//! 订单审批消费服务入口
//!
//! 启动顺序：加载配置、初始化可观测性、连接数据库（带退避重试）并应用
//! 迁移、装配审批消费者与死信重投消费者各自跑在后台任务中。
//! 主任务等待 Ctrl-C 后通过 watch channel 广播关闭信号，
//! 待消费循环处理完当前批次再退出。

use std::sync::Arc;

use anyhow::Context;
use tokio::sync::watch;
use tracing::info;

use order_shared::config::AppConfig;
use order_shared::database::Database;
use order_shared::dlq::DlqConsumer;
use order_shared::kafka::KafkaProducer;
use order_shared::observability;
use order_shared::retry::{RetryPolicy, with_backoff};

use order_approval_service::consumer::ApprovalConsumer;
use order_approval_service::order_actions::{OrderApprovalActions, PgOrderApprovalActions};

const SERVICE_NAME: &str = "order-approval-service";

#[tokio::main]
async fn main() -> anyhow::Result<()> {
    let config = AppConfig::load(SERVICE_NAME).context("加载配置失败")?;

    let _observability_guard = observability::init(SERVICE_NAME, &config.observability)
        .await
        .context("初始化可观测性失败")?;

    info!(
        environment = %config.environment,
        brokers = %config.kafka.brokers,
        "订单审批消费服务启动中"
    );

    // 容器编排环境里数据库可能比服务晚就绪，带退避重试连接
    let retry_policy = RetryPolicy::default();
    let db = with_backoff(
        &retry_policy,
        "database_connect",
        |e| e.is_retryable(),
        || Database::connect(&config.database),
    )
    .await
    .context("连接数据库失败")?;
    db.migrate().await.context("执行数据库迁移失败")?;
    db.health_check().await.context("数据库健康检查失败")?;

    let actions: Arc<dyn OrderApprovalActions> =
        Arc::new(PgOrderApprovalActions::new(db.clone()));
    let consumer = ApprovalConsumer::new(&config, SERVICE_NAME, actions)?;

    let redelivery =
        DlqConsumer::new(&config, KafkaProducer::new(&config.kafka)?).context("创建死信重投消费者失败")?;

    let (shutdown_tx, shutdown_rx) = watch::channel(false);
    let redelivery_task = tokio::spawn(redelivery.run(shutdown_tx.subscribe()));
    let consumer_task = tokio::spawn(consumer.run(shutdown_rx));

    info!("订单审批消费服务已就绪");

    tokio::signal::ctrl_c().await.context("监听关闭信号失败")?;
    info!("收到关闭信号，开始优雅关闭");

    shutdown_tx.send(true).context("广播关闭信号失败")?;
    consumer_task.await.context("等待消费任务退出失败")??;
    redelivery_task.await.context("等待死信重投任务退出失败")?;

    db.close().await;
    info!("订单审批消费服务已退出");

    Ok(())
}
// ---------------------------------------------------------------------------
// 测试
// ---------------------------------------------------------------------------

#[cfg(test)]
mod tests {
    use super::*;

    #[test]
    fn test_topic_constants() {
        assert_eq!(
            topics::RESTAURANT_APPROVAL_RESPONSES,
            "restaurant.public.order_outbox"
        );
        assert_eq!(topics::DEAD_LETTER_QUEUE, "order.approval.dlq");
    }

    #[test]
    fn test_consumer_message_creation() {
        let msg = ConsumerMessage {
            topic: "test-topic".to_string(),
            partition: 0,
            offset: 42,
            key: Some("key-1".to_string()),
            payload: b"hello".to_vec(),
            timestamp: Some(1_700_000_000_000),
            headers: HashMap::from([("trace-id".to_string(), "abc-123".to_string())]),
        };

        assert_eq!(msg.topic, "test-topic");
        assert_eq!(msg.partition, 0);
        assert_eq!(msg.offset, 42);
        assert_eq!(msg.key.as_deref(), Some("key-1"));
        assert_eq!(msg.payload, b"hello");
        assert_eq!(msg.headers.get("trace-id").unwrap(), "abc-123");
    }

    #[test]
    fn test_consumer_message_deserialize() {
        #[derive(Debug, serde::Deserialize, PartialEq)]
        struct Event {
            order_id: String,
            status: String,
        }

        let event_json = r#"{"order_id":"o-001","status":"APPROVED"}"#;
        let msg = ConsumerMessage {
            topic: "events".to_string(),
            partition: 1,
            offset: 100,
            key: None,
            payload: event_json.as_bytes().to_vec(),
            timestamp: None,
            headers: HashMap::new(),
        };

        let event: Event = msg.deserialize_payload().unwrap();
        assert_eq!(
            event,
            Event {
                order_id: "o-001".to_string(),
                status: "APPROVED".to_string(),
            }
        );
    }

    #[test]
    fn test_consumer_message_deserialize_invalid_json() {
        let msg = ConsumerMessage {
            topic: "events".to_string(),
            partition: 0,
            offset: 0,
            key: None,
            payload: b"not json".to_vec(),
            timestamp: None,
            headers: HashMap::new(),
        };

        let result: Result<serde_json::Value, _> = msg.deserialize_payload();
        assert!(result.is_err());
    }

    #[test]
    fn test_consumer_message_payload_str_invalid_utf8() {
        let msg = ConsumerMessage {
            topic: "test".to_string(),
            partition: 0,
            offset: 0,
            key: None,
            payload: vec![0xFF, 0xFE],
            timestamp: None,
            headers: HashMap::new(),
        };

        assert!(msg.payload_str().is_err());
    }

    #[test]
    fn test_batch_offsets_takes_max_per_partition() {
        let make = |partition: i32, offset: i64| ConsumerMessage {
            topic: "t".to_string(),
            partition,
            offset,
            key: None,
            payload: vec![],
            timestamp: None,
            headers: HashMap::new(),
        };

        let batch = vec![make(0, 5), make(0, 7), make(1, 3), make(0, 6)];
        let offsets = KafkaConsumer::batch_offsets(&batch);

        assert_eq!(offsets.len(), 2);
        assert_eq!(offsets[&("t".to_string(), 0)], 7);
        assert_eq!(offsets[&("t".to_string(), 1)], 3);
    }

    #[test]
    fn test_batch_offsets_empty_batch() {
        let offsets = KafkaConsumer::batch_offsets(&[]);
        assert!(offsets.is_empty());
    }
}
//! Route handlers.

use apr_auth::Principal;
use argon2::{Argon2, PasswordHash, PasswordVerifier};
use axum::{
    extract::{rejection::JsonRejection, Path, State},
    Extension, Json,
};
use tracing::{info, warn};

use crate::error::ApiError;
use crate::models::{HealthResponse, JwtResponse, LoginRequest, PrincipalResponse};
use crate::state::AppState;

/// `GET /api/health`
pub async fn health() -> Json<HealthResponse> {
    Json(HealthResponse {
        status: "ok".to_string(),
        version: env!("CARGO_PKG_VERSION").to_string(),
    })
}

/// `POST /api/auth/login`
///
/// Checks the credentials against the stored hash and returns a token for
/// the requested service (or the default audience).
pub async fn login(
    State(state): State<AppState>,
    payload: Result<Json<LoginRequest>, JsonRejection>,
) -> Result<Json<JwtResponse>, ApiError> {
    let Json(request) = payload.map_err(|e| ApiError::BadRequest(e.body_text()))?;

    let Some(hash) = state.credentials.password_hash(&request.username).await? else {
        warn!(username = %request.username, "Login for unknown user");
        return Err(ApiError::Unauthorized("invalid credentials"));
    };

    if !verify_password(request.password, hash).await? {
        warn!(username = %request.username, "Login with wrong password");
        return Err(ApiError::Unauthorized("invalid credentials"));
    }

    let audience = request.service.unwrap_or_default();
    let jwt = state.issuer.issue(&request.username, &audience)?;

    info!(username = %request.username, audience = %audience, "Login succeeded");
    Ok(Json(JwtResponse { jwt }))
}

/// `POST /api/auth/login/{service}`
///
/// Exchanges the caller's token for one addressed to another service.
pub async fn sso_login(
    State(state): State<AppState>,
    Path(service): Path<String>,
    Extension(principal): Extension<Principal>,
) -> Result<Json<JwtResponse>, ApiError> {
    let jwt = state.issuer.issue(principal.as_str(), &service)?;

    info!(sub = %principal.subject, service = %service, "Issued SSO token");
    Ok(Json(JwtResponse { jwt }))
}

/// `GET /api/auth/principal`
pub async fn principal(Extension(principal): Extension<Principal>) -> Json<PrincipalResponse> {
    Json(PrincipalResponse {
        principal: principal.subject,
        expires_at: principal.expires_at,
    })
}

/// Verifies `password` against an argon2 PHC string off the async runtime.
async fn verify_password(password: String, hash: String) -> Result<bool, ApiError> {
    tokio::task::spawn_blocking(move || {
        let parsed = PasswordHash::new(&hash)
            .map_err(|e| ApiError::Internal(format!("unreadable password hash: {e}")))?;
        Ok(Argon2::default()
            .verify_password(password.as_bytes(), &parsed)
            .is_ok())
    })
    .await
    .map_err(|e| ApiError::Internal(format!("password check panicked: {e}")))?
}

== == ==

(Activity):
Begin with the top line of the material and go as far as the line with "let consumer_task = tokio::spawn(consumer.run(shutdown_rx));". Set down those lines exactly, both ends included, and nothing more.

(Answer to this problem):
//! 订单审批消费服务入口
//!
//! 启动顺序：加载配置、初始化可观测性、连接数据库（带退避重试）并应用
//! 迁移、装配审批消费者与死信重投消费者各自跑在后台任务中。
//! 主任务等待 Ctrl-C 后通过 watch channel 广播关闭信号，
//! 待消费循环处理完当前批次再退出。

use std::sync::Arc;

use anyhow::Context;
use tokio::sync::watch;
use tracing::info;

use order_shared::config::AppConfig;
use order_shared::database::Database;
use order_shared::dlq::DlqConsumer;
use order_shared::kafka::KafkaProducer;
use order_shared::observability;
use order_shared::retry::{RetryPolicy, with_backoff};

use order_approval_service::consumer::ApprovalConsumer;
use order_approval_service::order_actions::{OrderApprovalActions, PgOrderApprovalActions};

const SERVICE_NAME: &str = "order-approval-service";

#[tokio::main]
async fn main() -> anyhow::Result<()> {
    let config = AppConfig::load(SERVICE_NAME).context("加载配置失败")?;

    let _observability_guard = observability::init(SERVICE_NAME, &config.observability)
        .await
        .context("初始化可观测性失败")?;

    info!(
        environment = %config.environment,
        brokers = %config.kafka.brokers,
        "订单审批消费服务启动中"
    );

    // 容器编排环境里数据库可能比服务晚就绪，带退避重试连接
    let retry_policy = RetryPolicy::default();
    let db = with_backoff(
        &retry_policy,
        "database_connect",
        |e| e.is_retryable(),
        || Database::connect(&config.database),
    )
    .await
    .context("连接数据库失败")?;
    db.migrate().await.context("执行数据库迁移失败")?;
    db.health_check().await.context("数据库健康检查失败")?;

    let actions: Arc<dyn OrderApprovalActions> =
        Arc::new(PgOrderApprovalActions::new(db.clone()));
    let consumer = ApprovalConsumer::new(&config, SERVICE_NAME, actions)?;

    let redelivery =
        DlqConsumer::new(&config, KafkaProducer::new(&config.kafka)?).context("创建死信重投消费者失败")?;

    let (shutdown_tx, shutdown_rx) = watch::channel(false);
    let redelivery_task = tokio::spawn(redelivery.run(shutdown_tx.subscribe()));
    let consumer_task = tokio::spawn(consumer.run(shutdown_rx));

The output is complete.